Takayama goes on to lament that most of the Robots deployed to human environments are a temporary fixture so far, and that the real challenges aren't so much in making robots "social" as they are in making them compatible to humans and human environments. That may mean designs that don't fit in with our preconceptions about what a robot should look like or do.
If I can dip into the world of fiction for a moment, specifically poorly adapted screen sci-fi, the Will Smith version of "I, Robot" (which had almost nothing in common with the Asimov book of course) demonstrated mostly by feel the problem here. The Robots that were introduced into the home environment seemed almost to present more of a problem than a solution to anything just by their presence, and that was before the main hell broke lose. They took up as much space as another human would, they did piddly little tasks that really didn't save much time, they annoyed their owners. I don't know if it was the film-maker's intention to present them that way, but he/she certainly stumbled on a problem that may have to be faced:the problem with using robots to replace humans in day to day tasks is the replacement of humans in day to day tasks may not be as fun as we think. Okay, way off on a tangent...
For robots to really take hold in the world in a useful way, they really have to be doing something necessary and useful. They also shouldn't be terribly obtrusive. You probably need to be able to shove it in the closet most of the time. Chances are there won't be one all-purpose "maid" or "butler" robot-your refrigerator isn't your laundry unit, after all. Chances are the transformative robotic product won't be a half-million dollar PR2 coming into your home, nor will it be something that evolves out of the Roomba. But, slowly it will become obvious that every household can experience benefits from two or three mobile specialized computers with sensors and actuators of some kind.
Or maybe not slowly.
A while ago in a thread that was, if I remember right, dedicated to the BeagleBone Black, someone (bdk6, merser or mogul maybe?) said we needed to "step it up" when it came to what we were doing with robots, and that struck me as being very true. I've always been most interested in building robots that serve a useful purpose. It's harder to do than it sounds, but not beyond what most of us who have been around LMR for longer than it takes to figure out why their line-follower isn't working are capable of.
We are a very talented group, and together we push evolution. I'd like to see us make that a little more concrete of an assertion is what I'm saying here, I guess. Baby steps are just that, but we've already taken most of them-how many variations on sumo-bots and hexapods can we build and where do they get us? We know how to manipulate the technology, it's time to start making it work for us as more than just amusement.
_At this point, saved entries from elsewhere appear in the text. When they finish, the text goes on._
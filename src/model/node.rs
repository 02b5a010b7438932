use serde::{Deserialize, Serialize};

/// Declared type of a node. Each variant is bound to exactly one executor.
#[derive(Serialize, Deserialize, Debug, Clone, Copy, PartialEq, Eq, Hash, strum::AsRefStr, strum::EnumString, strum::EnumIter, strum::Display)]
#[serde(rename_all = "snake_case")]
#[strum(serialize_all = "snake_case")]
pub enum NodeType {
    Start,
    End,
    Http,
    Llm,
    Knowledge,
    Intent,
    String,
}

#[derive(Debug, Clone, Serialize, Deserialize, PartialEq)]
pub struct NodeModel {
    pub id: String,
    #[serde(rename = "type")]
    pub node_type: NodeType,
    #[serde(default, skip_serializing_if = "Option::is_none")]
    pub label: Option<String>,
    /// opaque, type-specific configuration
    #[serde(default = "empty_data")]
    pub data: serde_json::Value,
}

fn empty_data() -> serde_json::Value {
    serde_json::Value::Object(Default::default())
}

impl NodeModel {
    pub fn new(
        id: impl Into<String>,
        node_type: NodeType,
        data: serde_json::Value,
    ) -> Self {
        Self {
            id: id.into(),
            node_type,
            label: None,
            data,
        }
    }
}
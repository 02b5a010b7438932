pub mod time;

const ID_ALPHABET: [char; 36] = [
    '0', '1', '2', '3', '4', '5', '6', '7', '8', '9', 'a', 'b', 'c', 'd', 'e', 'f', 'g', 'h', 'i', 'j', 'k', 'l', 'm', 'n', 'o', 'p', 'q', 'r', 's', 't', 'u', 'v',
    'w', 'x', 'y', 'z',
];

/// Run identifier: 21 lowercase alphanumerics.
pub fn longid() -> String {
    nanoid::nanoid!(21, &ID_ALPHABET)
}
use async_trait::async_trait;
use regex::{NoExpand, Regex};
use serde::Deserialize;
use serde_json::{Map, Value, json};
use tracing::info;

use crate::{DagflowError, Result, model::NodeType, runtime::ExecutionContext, workflow::template::Resolver};

use super::{NodeConfig, NodeExecutor, resolve_opt};

#[derive(Debug, Clone, Copy, Default, PartialEq, Eq, Deserialize, strum::AsRefStr)]
#[serde(rename_all = "snake_case")]
#[strum(serialize_all = "snake_case")]
pub enum StringOperation {
    #[default]
    Template,
    Concat,
    Replace,
    Split,
    Substring,
    Trim,
    Upper,
    Lower,
    Regex,
}

#[derive(Debug, Clone, Deserialize)]
struct StringConfig {
    #[serde(default)]
    operation: StringOperation,
    #[serde(default)]
    template: String,
    #[serde(default)]
    input: String,
    #[serde(default)]
    separator: Option<String>,
    /// concat: one text per line
    #[serde(default)]
    texts: String,
    #[serde(default)]
    find: String,
    #[serde(default)]
    replace_with: String,
    #[serde(default = "enabled")]
    replace_all: bool,
    #[serde(default = "enabled")]
    case_sensitive: bool,
    /// split: at most this many splits; zero or negative means unbounded
    #[serde(default)]
    max_split: i64,
    #[serde(default)]
    start: i64,
    #[serde(default)]
    end: Option<i64>,
    #[serde(default)]
    pattern: String,
    #[serde(default)]
    group: usize,
    #[serde(default)]
    find_all: bool,
}

fn enabled() -> bool {
    true
}

impl StringConfig {
    /// Copy with the operation settings resolved. `template`, `input` and
    /// `texts` are resolved where they are read.
    fn resolved(
        &self,
        ctx: &ExecutionContext,
        resolver: &Resolver,
    ) -> Result<Self> {
        Ok(Self {
            separator: resolve_opt(self.separator.as_deref(), ctx, resolver)?,
            find: resolver.resolve(&self.find, ctx)?,
            replace_with: resolver.resolve(&self.replace_with, ctx)?,
            pattern: resolver.resolve(&self.pattern, ctx)?,
            ..self.clone()
        })
    }
}

impl NodeConfig for StringConfig {
    fn schema() -> Value {
        json!({
            "type": "object",
            "properties": {
                "operation": {
                    "enum": ["template", "concat", "replace", "split", "substring", "trim", "upper", "lower", "regex"]
                },
                "template": { "type": "string" },
                "input": { "type": "string" },
                "separator": { "type": ["string", "null"] },
                "texts": { "type": "string" },
                "find": { "type": "string" },
                "replace_with": { "type": "string" },
                "replace_all": { "type": "boolean" },
                "case_sensitive": { "type": "boolean" },
                "max_split": { "type": "integer" },
                "start": { "type": "integer" },
                "end": { "type": ["integer", "null"] },
                "pattern": { "type": "string" },
                "group": { "type": "integer", "minimum": 0 },
                "find_all": { "type": "boolean" }
            }
        })
    }
}

/// Text result of an operation, plus the pieces for list-producing ones.
struct Outcome {
    text: String,
    list: Vec<Value>,
}

impl Outcome {
    fn text(text: String) -> Self {
        Self {
            text,
            list: Vec::new(),
        }
    }
}

/// String manipulation: templating, concatenation, replace, split, substring,
/// case changes and regex extraction.
#[derive(Debug, Clone, Copy, Default)]
pub struct StringExecutor;

impl StringExecutor {
    fn run(
        config: &StringConfig,
        ctx: &ExecutionContext,
        resolver: &Resolver,
    ) -> Result<Outcome> {
        let input = match config.operation {
            StringOperation::Template => resolver.resolve(&config.template, ctx)?,
            _ => resolver.resolve(&config.input, ctx)?,
        };

        let outcome = match config.operation {
            StringOperation::Template => Outcome::text(input),
            StringOperation::Concat => {
                if config.texts.trim().is_empty() {
                    Outcome::text(input)
                } else {
                    let parts = config.texts.lines().map(str::trim).filter(|l| !l.is_empty()).map(|l| resolver.resolve(l, ctx)).collect::<Result<Vec<_>>>()?;
                    Outcome::text(parts.join(config.separator.as_deref().unwrap_or("")))
                }
            }
            StringOperation::Replace => Outcome::text(replace(&input, config)?),
            StringOperation::Split => {
                let separator = config.separator.as_deref().unwrap_or(",");
                if separator.is_empty() {
                    return Err(DagflowError::Node("split separator must not be empty".to_string()));
                }
                let pieces: Vec<String> = if config.max_split > 0 {
                    input.splitn(config.max_split as usize + 1, separator).map(|s| s.trim().to_string()).collect()
                } else {
                    input.split(separator).map(|s| s.trim().to_string()).collect()
                };
                Outcome {
                    text: pieces.join(separator),
                    list: pieces.into_iter().map(Value::String).collect(),
                }
            }
            StringOperation::Substring => Outcome::text(substring(&input, config.start, config.end)),
            StringOperation::Trim => Outcome::text(input.trim().to_string()),
            StringOperation::Upper => Outcome::text(input.to_uppercase()),
            StringOperation::Lower => Outcome::text(input.to_lowercase()),
            StringOperation::Regex => extract(&input, config)?,
        };
        Ok(outcome)
    }
}

fn replace(
    input: &str,
    config: &StringConfig,
) -> Result<String> {
    if config.case_sensitive {
        return Ok(if config.replace_all {
            input.replace(&config.find, &config.replace_with)
        } else {
            input.replacen(&config.find, &config.replace_with, 1)
        });
    }

    let re = Regex::new(&format!("(?i){}", regex::escape(&config.find)))?;
    let replaced = if config.replace_all {
        re.replace_all(input, NoExpand(&config.replace_with))
    } else {
        re.replace(input, NoExpand(&config.replace_with))
    };
    Ok(replaced.into_owned())
}

/// Character slice with slice semantics: negative indices count from the end,
/// out-of-range indices clamp, and a missing or zero `end` means the end.
fn substring(
    input: &str,
    start: i64,
    end: Option<i64>,
) -> String {
    let chars: Vec<char> = input.chars().collect();
    let len = chars.len() as i64;
    let clamp = |i: i64| -> usize {
        if i < 0 { (len + i).max(0) as usize } else { i.min(len) as usize }
    };

    let from = clamp(start);
    let to = match end {
        None | Some(0) => len as usize,
        Some(e) => clamp(e),
    };
    if from >= to {
        return String::new();
    }
    chars[from..to].iter().collect()
}

fn extract(
    input: &str,
    config: &StringConfig,
) -> Result<Outcome> {
    if config.pattern.is_empty() {
        return Err(DagflowError::Node("regex operation needs a pattern".to_string()));
    }
    let re = Regex::new(&config.pattern)?;

    if config.find_all {
        let groups = re.captures_len() - 1;
        let list: Vec<Value> = re
            .captures_iter(input)
            .map(|caps| match groups {
                0 => json!(caps.get(0).map_or("", |m| m.as_str())),
                1 => json!(caps.get(1).map_or("", |m| m.as_str())),
                _ => Value::Array((1..=groups).map(|i| json!(caps.get(i).map_or("", |m| m.as_str()))).collect()),
            })
            .collect();
        return Ok(Outcome {
            text: Value::Array(list.clone()).to_string(),
            list,
        });
    }

    let text = re.captures(input).and_then(|caps| caps.get(config.group)).map(|m| m.as_str().to_string()).unwrap_or_default();
    Ok(Outcome::text(text))
}

#[async_trait]
impl NodeExecutor for StringExecutor {
    fn node_type(&self) -> NodeType {
        NodeType::String
    }

    async fn execute(
        &self,
        data: &Value,
        ctx: &ExecutionContext,
        resolver: &Resolver,
    ) -> Result<Value> {
        let config = StringConfig::parse(data)?.resolved(ctx, resolver)?;
        let outcome = Self::run(&config, ctx, resolver)?;

        let length = outcome.text.chars().count();
        let mut output = Map::new();
        output.insert("result".to_string(), json!(outcome.text));
        output.insert("text".to_string(), json!(outcome.text));
        output.insert("length".to_string(), json!(length));
        output.insert("is_empty".to_string(), json!(outcome.text.is_empty()));
        output.insert("operation".to_string(), json!(config.operation.as_ref()));

        if let (Some(first), Some(last)) = (outcome.list.first(), outcome.list.last()) {
            output.insert("first".to_string(), first.clone());
            output.insert("last".to_string(), last.clone());
            output.insert("count".to_string(), json!(outcome.list.len()));
            output.insert("list".to_string(), Value::Array(outcome.list));
        }

        info!(operation = config.operation.as_ref(), length, "string operation completed");
        Ok(Value::Object(output))
    }
}
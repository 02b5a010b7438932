//! # Dagflow
//!
//! Dagflow is an embeddable DAG workflow engine written in Rust. A workflow is
//! a graph of typed nodes (start, end, http, llm, knowledge, intent, string)
//! connected by edges that may carry routing conditions.
//!
//! ## Core Features
//!
//! - **Validation**: structural checks (one start, one end, no dangling edges, no cycles) before anything runs
//! - **Deterministic scheduling**: nodes run serially in a topological order that breaks ties by declaration order
//! - **Conditional routing**: edges gate their target on the source node's output
//! - **Variable interpolation**: `{input.field}` and `{node_id.path}` tokens in node configuration
//! - **Pluggable executors**: one executor per node type, replaceable through [`EngineBuilder`]
//!
//! ## Quick Start
//!
//! ```rust,ignore
//! use dagflow::{EngineBuilder, RunOptions, WorkflowModel};
//!
//! let engine = EngineBuilder::new().build()?;
//! let workflow = WorkflowModel::from_json(json_str)?;
//!
//! let run = engine.execute(&workflow, serde_json::json!({"query": "weather in Paris"}), RunOptions::default()).await?;
//! println!("{}", serde_json::to_string_pretty(&run.output())?);
//! ```

mod builder;
mod common;
mod config;
mod dispatcher;
mod engine;
mod error;
mod events;
mod model;
mod runtime;
mod services;
mod utils;
mod workflow;

pub use builder::EngineBuilder;
pub use config::{Config, HttpConfig, RunConfig, RunOptions, TemplateConfig, UnresolvedPolicy};
pub use dispatcher::{Run, RunOutput, RunState};
pub use engine::Engine;
pub use error::DagflowError;
pub use events::{GraphEvent, Message, NodeEvent, WorkflowEvent, WorkflowFailedEvent, WorkflowPartiallyFailedEvent, WorkflowStartedEvent};
pub use model::*;
pub use runtime::{ExecutionContext, INPUT_KEY};
pub use services::{ChatMessage, ChatRequest, ChatResponse, ChatRole, KnowledgeService, LlmService, RetrievalQuery, RetrievedChunk};
pub use workflow::{
    Workflow,
    edge::Edge,
    node::{NodeExecutionResult, NodeId, NodeStatus},
    nodes::NodeExecutor,
    template::{Resolver, resolve},
    validator::{ValidationResult, validate},
};

/// Result type alias for Dagflow operations.
pub type Result<T> = std::result::Result<T, DagflowError>;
That's not to say I know what the next step is. Certainly my household chores are limited-"lawn bots" are commercially available (though more expensive than would be worth for my lawn) and a laundry folding robot is years out in terms of price and utility. I can get my own beer (and let's face it, if you're an American you probably shouldn't be grousing about getting off your butt and burning the calories!)
So bounce it around in your head a little:what, in your home, would you like to automate? Where would a robot be useful and not just a toy? Do most of us even really have it so rough that it would be worth the space we'd give up for a minor convenience? Or will the home robots of the future even be mobile? Will they be arms recessed into the walls that come out like an ironing board when needed?
Personally, I'm a little ashamed to say that all I can come up with right now is that I wish I had a machine that could do my jogging and waking up in the morning for me.